2012年にクナドが初登場した時には、その非常識なデザインにあきれてしまった人も多かっただろう。なんたって背中がないジャケットなのだから(笑) そんなクナドは予想通りそんなに売れず、生地を変えたり仕様を一部変更したり(それでも背中はないまま突き進んだ)と悪あがきをしてみたがやっぱりそんなに売れないままだった。そりゃそうでしょう、背中がないままなのだから・・・。

そして2020年モデルも背中はない

三度目の正直と意気込んでここに登場するのはそんなクナドの第三世代、2020年モデル

はい、見た目はこれまでと同じ。そしてやっぱり背中はない。

それでも少しは考えた。前開きのジッパーを長くしたのだ。こうすることで脱ぎ着がしやすくなった。

上下から開くジッパーは第二世代から変わらずだ。

 

素材はPERTEX QUANTUM AIR

QUANTUMシリーズの中でも通気性のあるものがQUANTUM AIRで、早くから通気性の重要性に注目している凌アイテムには欠かせない素材だ。数あるPERTEXコレクションからクナドに採用したのは通気度3のQUANTUM AIR。すごく抜けが良いわけではないけれど一般のウィンドブレーカーよりも抜けがあるという、とても微妙なこの素材のおかげで第三世代のクナドはほぼ防風だが閉塞感がない。ちょっとだけ風が抜ける通気度3というのはそういう着心地を提供するのだ。第二世代まではダウンジャケットなどに使用する遮断性の高い素材を採用していた。通気度で表すと1以下だから、運動が激しくなると蒸れてきて閉塞感を感じることがあった。そこのところを改善したのが第三世代のクナドということである。

今回採用したQUANTUM AIRはとても品のある表情をしている。加工糸を使った独特のシボ感とタテとヨコに太い糸を2本ずつ等間隔で織り込んだダブルリップ。そして何度も言うが通気度3。スペック大臣になりそうなのでこの辺でやめておくが、スペックだけで採用したのではなく毎週のようにシノギングで使って採用した素材である。

ああ美しい。

気になる重さは49グラム。今どき軽いシェルなんて珍しくもなんともないが、軽いだけではなく着心地もいい。これが大事である。凌の美学から収納袋など付属しないが適当にたたんで丸めればこの通り掌にすっぽり収まるサイズ。これならポケットなどに入れておくのも邪魔ではない。

その他の仕様

袖口はストレッチバインダーのパイピングですっきり仕上げ。凌カラーがいいアクセントになっている。

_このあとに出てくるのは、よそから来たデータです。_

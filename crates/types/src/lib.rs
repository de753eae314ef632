//! Core types for fogmesh.
//!
//! This crate provides the foundational types used throughout the placement
//! and routing implementation:
//!
//! - **Identifiers**: DeviceId, InstanceId, MessageId, RequestId, etc.
//! - **Devices**: DeviceRole, DeviceSpec, Resources
//! - **Application model**: Application, Microservice, AppEdge, AppLoop
//! - **Messages**: Message (the tuple travelling between microservices)
//! - **Placement**: PlacementRequest, PlacementSlot, PlacementMap
//!
//! # Design Philosophy
//!
//! This crate is self-contained with minimal dependencies. It does not depend on
//! any other workspace crates, making it the foundation layer.

mod application;
mod device;
mod error;
mod identifiers;
mod message;
mod placement;

pub use application::{
    AppEdge, AppLoop, Application, Applications, Direction, EdgeKind, Microservice, Selectivity,
};
pub use device::{DeviceRole, DeviceSpec, LinkKind, Resources};
pub use error::ConfigError;
pub use identifiers::{
    ActuatorId, AppId, DeviceId, InstanceId, MessageId, RequestId, SensorId, UserId,
};
pub use message::Message;
pub use placement::{PlacementMap, PlacementRequest, PlacementSlot};
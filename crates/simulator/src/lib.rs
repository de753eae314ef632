//! Fogmesh Simulator
//!
//! Loads fog scenarios (devices, applications, sensors, actuators) from TOML
//! or builds the built-in demo, runs them on the deterministic simulation
//! runner and summarizes the outcome.
//!
//! # Architecture
//!
//! The simulator builds on `fogmesh-simulation` to provide:
//!
//! - **Scenario configuration**: serde/TOML description of a whole run
//! - **Demo scenario**: cloud, proxy, clustered gateways and clients
//! - **Reporting**: placements, loop latencies, traffic and drops
//!
//! # Example
//!
//! ```ignore
//! use fogmesh_simulator::{ScenarioConfig, Simulator};
//! use std::time::Duration;
//!
//! let config = ScenarioConfig::demo(2, 2);
//! let mut simulator = Simulator::new(&config, 42)?;
//! simulator.initialize();
//! let report = simulator.run_for(Duration::from_secs(60));
//! report.print_summary();
//! ```

mod config;
mod demo;
mod error;
mod report;
mod runner;

pub use config::{
    ActuatorConfig, ApplicationConfig, DeviceConfig, EdgeConfig, MicroserviceConfig,
    ScenarioConfig, SelectivityConfig, SensorConfig,
};
pub use demo::{DEMO_APP, GATEWAY_LEVEL};
pub use error::ScenarioError;
pub use report::{DevicePlacement, LoopReport, SimulationReport};
pub use runner::Simulator;
//! Service discovery directory.

use fogmesh_types::DeviceId;
use std::collections::BTreeMap;

/// Microservice name → devices hosting it, as learned from placement.
///
/// Entries are appended on every propagation, so a device announced twice
/// appears twice and is chosen twice as often by round robin.
#[derive(Debug, Clone, Default)]
pub struct ServiceDirectory {
    entries: BTreeMap<String, Vec<DeviceId>>,
}

impl ServiceDirectory {
    pub fn new() -> Self {
        Self::default()
    }

    pub fn add(&mut self, microservice: impl Into<String>, device: DeviceId) {
        self.entries.entry(microservice.into()).or_default().push(device);
    }

    /// Hosts of `microservice` in announcement order.
    pub fn hosts(&self, microservice: &str) -> &[DeviceId] {
        self.entries
            .get(microservice)
            .map(Vec::as_slice)
            .unwrap_or(&[])
    }

    pub fn is_empty(&self) -> bool {
        self.entries.is_empty()
    }
}

#[cfg(test)]
mod tests {
    use super::*;

    #[test]
    fn test_duplicates_are_kept() {
        let mut directory = ServiceDirectory::new();
        directory.add("svc", DeviceId(1));
        directory.add("svc", DeviceId(2));
        directory.add("svc", DeviceId(1));
        assert_eq!(directory.hosts("svc"), &[DeviceId(1), DeviceId(2), DeviceId(1)]);
        assert!(directory.hosts("other").is_empty());
    }
}
//! Per-device state machine for fogmesh.
//!
//! Every device of the topology runs one [`DeviceStateMachine`]. It is a
//! synchronous, deterministic machine: the runner feeds it [`Event`]s and
//! performs the [`Action`]s it returns.
//!
//! ```text
//! ┌─────────────────────── DeviceStateMachine ───────────────────────┐
//! │                                                                  │
//! │  Dispatcher ─── ServiceDirectory ─── LoadBalancer                │
//! │      │                                                           │
//! │      ├── LinkQueues (uplink / downlink / cluster)                │
//! │      └── Deployment (hosted instances, client modules)           │
//! │                                                                  │
//! │  Orchestrator (FON / CLOUD only) ─── PlacementAlgorithm          │
//! └──────────────────────────────────────────────────────────────────┘
//! ```
//!
//! [`Event`]: fogmesh_core::Event
//! [`Action`]: fogmesh_core::Action

mod config;
mod deployment;
mod discovery;
mod dispatch;
mod error;
mod link_queue;
mod load_balancer;
mod orchestrator;
mod state;

pub use config::NodeConfig;
pub use deployment::Deployment;
pub use discovery::ServiceDirectory;
pub use dispatch::{AttachedActuator, Dispatcher};
pub use error::NodeError;
pub use link_queue::LinkQueues;
pub use load_balancer::{LoadBalancer, WeightedRoundRobin};
pub use orchestrator::Orchestrator;
pub use state::DeviceStateMachine;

ジッパーは信頼のYKK 3C DSYG+DSYG(細かっ)の表使い。見た目を重視してか、ジッパーを裏使いにするメーカーが多いのだが、それでは肌側にジッパーのエレメント(噛み合わせ)が向いてしまい決して着心地は良くない。凌は見た目よりも着心地。これが凌の美学。セミオートマチックロックのDSYGスライダーは、倒すとロックされて動かなくなり、起こすとロックが外れて動くようになるので着用時にはしっかり倒しておこう。

背面左右の腰部分のループは細引きなどを結んで固定するためのもので、風にあおられてうるさい時に有効だ。バックパックにヒップベルトがある場合にはそれで押さえてバタつきを防ごう。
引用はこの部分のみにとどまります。